Die freigelegten alten Balken der Dachkonstruktion zum Beispiel – oder das aus Euroboxen filigran zusammengebaute Regal, in dem Artefakte, Objekte und wohlgefüllte Rexgläser vergangener Aktionen präsentiert werden sollen, oder die großflächigen Tattoos der Mannschaft. Schaut alles irrsinnig hip aus, dabei ist das hier doch Ober St. Veit, mitten im nach Geld duftenden, konservativen Epizen­trum von Wien?

Auch das Essen ist keineswegs so ­experimentell und zwischen "Kunst, Geschmack und Funktion entwickelt", wie einem das online angedroht wurde. Die Betreiber Jakob Bretterbauer, Sendi Gbinia und Michael Moser sind zwar eindeutig im Spannungsfeld von Design und Kochkunst zu Haus, aber sie sind ganz offenbar auch sehr gute Gastgeber. So fühlt man sich in keinem Moment wie der Leidtragende eines Experiments fragwürdiger kulinarischer oder künstlerischer Natur, sondern ganz im Gegenteil.

Dass im Keller verschiedene Garums und Kimchis blubbern, mit Koji behandelte Rohschinken und Würste reifen, dass die Energie dafür schon bald über einen Biomeiler aus dem prächtigen Gastgarten kommen soll? Das erfährt man nur auf der Website, oder wenn man nachfragt, was dem Essen so berückend vollen Geschmack verleiht.

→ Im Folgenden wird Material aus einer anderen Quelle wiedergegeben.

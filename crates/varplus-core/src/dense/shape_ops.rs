//! Shape manipulation operations on tables
//!
//! This module provides flatten, reshape, transpose/permute and
//! squeeze/unsqueeze. Every operation returns a new, independent table and
//! preserves row-major leaf order where the axis order is unchanged.

use smallvec::SmallVec;

use super::functions::{checked_size, unravel};
use super::types::NdArray;
use crate::error::{Result, TableError};
use crate::types::Shape;

impl NdArray {
    /// Flatten to one axis in row-major order
    ///
    /// # Examples
    ///
    /// ```
    /// use varplus_core::{NdArray, Value};
    ///
    /// let table = NdArray::from_nested([[1, 2, 3], [4, 5, 6]]).unwrap();
    /// let flat = table.flatten();
    /// assert_eq!(flat.shape(), &[6]);
    /// assert_eq!(flat.to_flat_vec(), (1..=6).map(Value::from).collect::<Vec<_>>());
    /// ```
    pub fn flatten(&self) -> Self {
        Self::from_parts(SmallVec::from_slice(&[self.size()]), self.data.clone())
    }

    /// Reshape the table to a new shape
    ///
    /// The leaves keep their row-major order: the flat sequence is cut into
    /// `new_shape[0]` groups of `product(new_shape[1..])`, recursively.
    ///
    /// # Errors
    ///
    /// Returns [`TableError::Shape`] if `new_shape` is empty or its product
    /// differs from [`size`](Self::size).
    ///
    /// # Examples
    ///
    /// ```
    /// use varplus_core::NdArray;
    ///
    /// let table = NdArray::from_nested([1, 2, 3, 4, 5, 6]).unwrap();
    /// let grid = table.reshape(&[2, 3]).unwrap();
    /// assert_eq!(grid, NdArray::from_nested([[1, 2, 3], [4, 5, 6]]).unwrap());
    ///
    /// assert!(table.reshape(&[4, 2]).unwrap_err().is_shape());
    /// ```
    pub fn reshape(&self, new_shape: &[usize]) -> Result<Self> {
        if new_shape.is_empty() {
            return Err(TableError::shape("cannot reshape to an empty shape"));
        }
        let new_size = checked_size(new_shape)?;
        if new_size != self.size() {
            return Err(TableError::shape(format!(
                "cannot reshape size {} from {:?} to {:?} (size {})",
                self.size(),
                self.shape(),
                new_shape,
                new_size
            )));
        }
        tracing::debug!(from = ?self.shape(), to = ?new_shape, "reshape");
        Ok(Self::from_parts(
            SmallVec::from_slice(new_shape),
            self.data.clone(),
        ))
    }

    /// Swap the two axes of a two-dimensional table
    ///
    /// `result[j][i] == self[i][j]`; applying it twice gives back the input.
    ///
    /// # Errors
    ///
    /// Returns [`TableError::DimensionMismatch`] unless the table has exactly
    /// two axes.
    ///
    /// # Examples
    ///
    /// ```
    /// use varplus_core::NdArray;
    ///
    /// let table = NdArray::from_nested([[1, 2, 3], [4, 5, 6]]).unwrap();
    /// let t = table.transpose().unwrap();
    /// assert_eq!(t, NdArray::from_nested([[1, 4], [2, 5], [3, 6]]).unwrap());
    /// assert_eq!(t.transpose().unwrap(), table);
    /// ```
    pub fn transpose(&self) -> Result<Self> {
        if self.ndim() != 2 {
            return Err(TableError::dimension(format!(
                "transpose only works on 2D tables, got {} dimensions",
                self.ndim()
            )));
        }
        self.permute(&[1, 0])
    }

    /// Permute the axes of the table
    ///
    /// Axis `i` of the result is axis `axes[i]` of `self`.
    ///
    /// # Errors
    ///
    /// Returns [`TableError::DimensionMismatch`] if `axes` is not a
    /// permutation of `0..ndim`.
    ///
    /// # Examples
    ///
    /// ```
    /// use varplus_core::NdArray;
    ///
    /// let table = NdArray::zeros(&[2, 3, 4]).unwrap();
    /// let permuted = table.permute(&[2, 0, 1]).unwrap();
    /// assert_eq!(permuted.shape(), &[4, 2, 3]);
    /// ```
    pub fn permute(&self, axes: &[usize]) -> Result<Self> {
        let rank = self.ndim();
        if axes.len() != rank {
            return Err(TableError::dimension(format!(
                "permutation length {} does not match table rank {}",
                axes.len(),
                rank
            )));
        }
        let mut seen = vec![false; rank];
        for &axis in axes {
            if axis >= rank {
                return Err(TableError::dimension(format!(
                    "invalid axis {axis} for rank {rank}"
                )));
            }
            if seen[axis] {
                return Err(TableError::dimension(format!(
                    "duplicate axis {axis} in permutation"
                )));
            }
            seen[axis] = true;
        }

        let src_strides = self.strides();
        let new_shape: Shape = axes.iter().map(|&a| self.shape[a]).collect();
        let mut index = vec![0; rank];
        let data = (0..self.size())
            .map(|linear| {
                unravel(linear, &new_shape, &mut index);
                let offset: usize = index
                    .iter()
                    .zip(axes)
                    .map(|(&i, &a)| i * src_strides[a])
                    .sum();
                self.data[offset].clone()
            })
            .collect();
        Ok(Self::from_parts(new_shape, data))
    }

    /// Remove all axes of length 1
    ///
    /// A table whose axes all have length 1 becomes shape `(1,)`.
    ///
    /// # Examples
    ///
    /// ```
    /// use varplus_core::NdArray;
    ///
    /// let table = NdArray::zeros(&[1, 3, 1, 5, 1]).unwrap();
    /// assert_eq!(table.squeeze().shape(), &[3, 5]);
    /// ```
    pub fn squeeze(&self) -> Self {
        let mut new_shape: Shape = self.shape.iter().copied().filter(|&s| s != 1).collect();
        if new_shape.is_empty() {
            new_shape.push(1);
        }
        Self::from_parts(new_shape, self.data.clone())
    }

    /// Insert an axis of length 1 at position `axis`
    ///
    /// # Errors
    ///
    /// Returns [`TableError::DimensionMismatch`] if `axis > ndim`.
    ///
    /// # Examples
    ///
    /// ```
    /// use varplus_core::NdArray;
    ///
    /// let table = NdArray::zeros(&[3, 5]).unwrap();
    /// assert_eq!(table.unsqueeze(1).unwrap().shape(), &[3, 1, 5]);
    /// assert_eq!(table.unsqueeze(2).unwrap().shape(), &[3, 5, 1]);
    /// ```
    pub fn unsqueeze(&self, axis: usize) -> Result<Self> {
        if axis > self.ndim() {
            return Err(TableError::dimension(format!(
                "axis {} out of bounds for unsqueeze of rank {}",
                axis,
                self.ndim()
            )));
        }
        let mut new_shape = self.shape.clone();
        new_shape.insert(axis, 1);
        Ok(Self::from_parts(new_shape, self.data.clone()))
    }
}

#[cfg(test)]
mod tests {
    use super::*;
    use crate::types::shape_size;
    use crate::value::Value;

    fn counting(shape: &[usize]) -> NdArray {
        let leaves = (0..shape_size(shape) as i64).map(Value::Int).collect();
        NdArray::from_flat(leaves, shape).unwrap()
    }

    #[test]
    fn test_reshape_identity() {
        let table = counting(&[2, 3, 4]);
        assert_eq!(table.reshape(&[2, 3, 4]).unwrap(), table);
    }

    #[test]
    fn test_reshape_rejects_empty_shape() {
        let table = counting(&[1]);
        assert!(table.reshape(&[]).unwrap_err().is_shape());
    }

    #[test]
    fn test_reshape_rejects_overflowing_shape() {
        let table = counting(&[3]);
        let err = table.reshape(&[usize::MAX, 3]).unwrap_err();
        assert!(err.is_shape());
        assert!(err.to_string().contains("overflows"));
        assert!(table.reshape(&[usize::MAX / 2 + 1, 2, 0]).unwrap_err().is_shape());
    }

    #[test]
    fn test_reshape_nested_layout() {
        let table = counting(&[12]).reshape(&[2, 3, 2]).unwrap();
        assert_eq!(table.get(&[1, 0, 1]).unwrap(), &Value::Int(7));
        assert_eq!(table.get(&[0, 2, 0]).unwrap(), &Value::Int(4));
    }

    #[test]
    fn test_reshape_zero_size() {
        let table = NdArray::empty();
        assert_eq!(table.reshape(&[0, 5]).unwrap().shape(), &[0, 5]);
        assert!(table.reshape(&[1]).unwrap_err().is_shape());
    }

    #[test]
    fn test_transpose_rank_checked() {
        assert!(counting(&[4]).transpose().unwrap_err().is_dimension_mismatch());
        assert!(counting(&[2, 2, 2])
            .transpose()
            .unwrap_err()
            .is_dimension_mismatch());
    }

    #[test]
    fn test_permute_values() {
        let table = counting(&[2, 3, 4]);
        let permuted = table.permute(&[2, 0, 1]).unwrap();
        for i in 0..2 {
            for j in 0..3 {
                for k in 0..4 {
                    assert_eq!(
                        permuted.get(&[k, i, j]).unwrap(),
                        table.get(&[i, j, k]).unwrap()
                    );
                }
            }
        }
    }

    #[test]
    fn test_permute_validation() {
        let table = counting(&[2, 3]);
        assert!(table.permute(&[0]).unwrap_err().is_dimension_mismatch());
        assert!(table.permute(&[0, 0]).unwrap_err().is_dimension_mismatch());
        assert!(table.permute(&[0, 2]).unwrap_err().is_dimension_mismatch());
    }

    #[test]
    fn test_squeeze_all_ones() {
        let table = counting(&[1, 1]);
        assert_eq!(table.squeeze().shape(), &[1]);
    }

    #[test]
    fn test_unsqueeze_out_of_range() {
        assert!(counting(&[3]).unsqueeze(2).unwrap_err().is_dimension_mismatch());
    }
}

Topinambur zum Beispiel, im Ganzen geschmort und mit einer Salsa aus Reiskleie-Garum, Haselnussöl und Lacto­wasser (im Wesentlichen der Fermentierflüssigkeit, die auch bei Sauerkraut anfällt) serviert, packt eindrucksvollen, puren Wohlgeschmack auf den Teller. Obendrauf ein Haufen Topinamburchips für den Crunch, und fertig ist ein Gericht, das man demnächst wieder haben will. Knusprig gebratene Blunze, außerordentlich dicht, fast wie Morcilla gewürzt, wird mit besonders fruchtigem Apfelkren und zu Stroh frittierten Erdäpfeln (siehe Bild) kombiniert, federnd leichte Interpretation eines Klassikers. Die Blunze kommt, wie das außerordentlich gute Weizen­sauerteigbrot, vom Weingut Liszt in Leitha­prodersdorf, in dessen bemerkenswertem Heurigen Gbinia auch mit Fermentieren begonnen hat.

Wein können sie auch

In Buttermilch und Shoyu marinierter und knusprig frittierter Wels gerät nicht ganz so – als ob die Marinade dem Fisch ein bisserl zu sehr zugesetzt hätte. Die mit den Bohnen aus dem Shoyu-Ansatz aromatisierte Mayo dazu ist aber wunderbar, auch der Rettich-Nori-Salat macht sich gut. Bauchfleisch mit knackigem Shio-Koji-Kraut und einem (nicht ganz schlüssigen) Schnittlauchbrot an der Seite macht auch Freude – vor allem, wenn der optisch gar laichige Kümmelschaum erst einmal zusammengefallen ist. Zu all dem schenkt Jakob Bretterbauer, der außer Koch auch Diplom-Sommelier ist, aus der feinen, mit Blick über den Tellerrand zusammengestellten Weinkarte ein. Und zum Trifle aus Haselnusscookies mit Mohn-Topfen-Creme, eingelegten Zwetschken und, Achtung Experiment, Stangenzeller gibt’s tadellosen Espresso. Es ist ein Wagnis, sich hinaus nach Ober St. Veit zum Essen zu trauen – aber es wird belohnt. (Severin Corti, 9.2.2024)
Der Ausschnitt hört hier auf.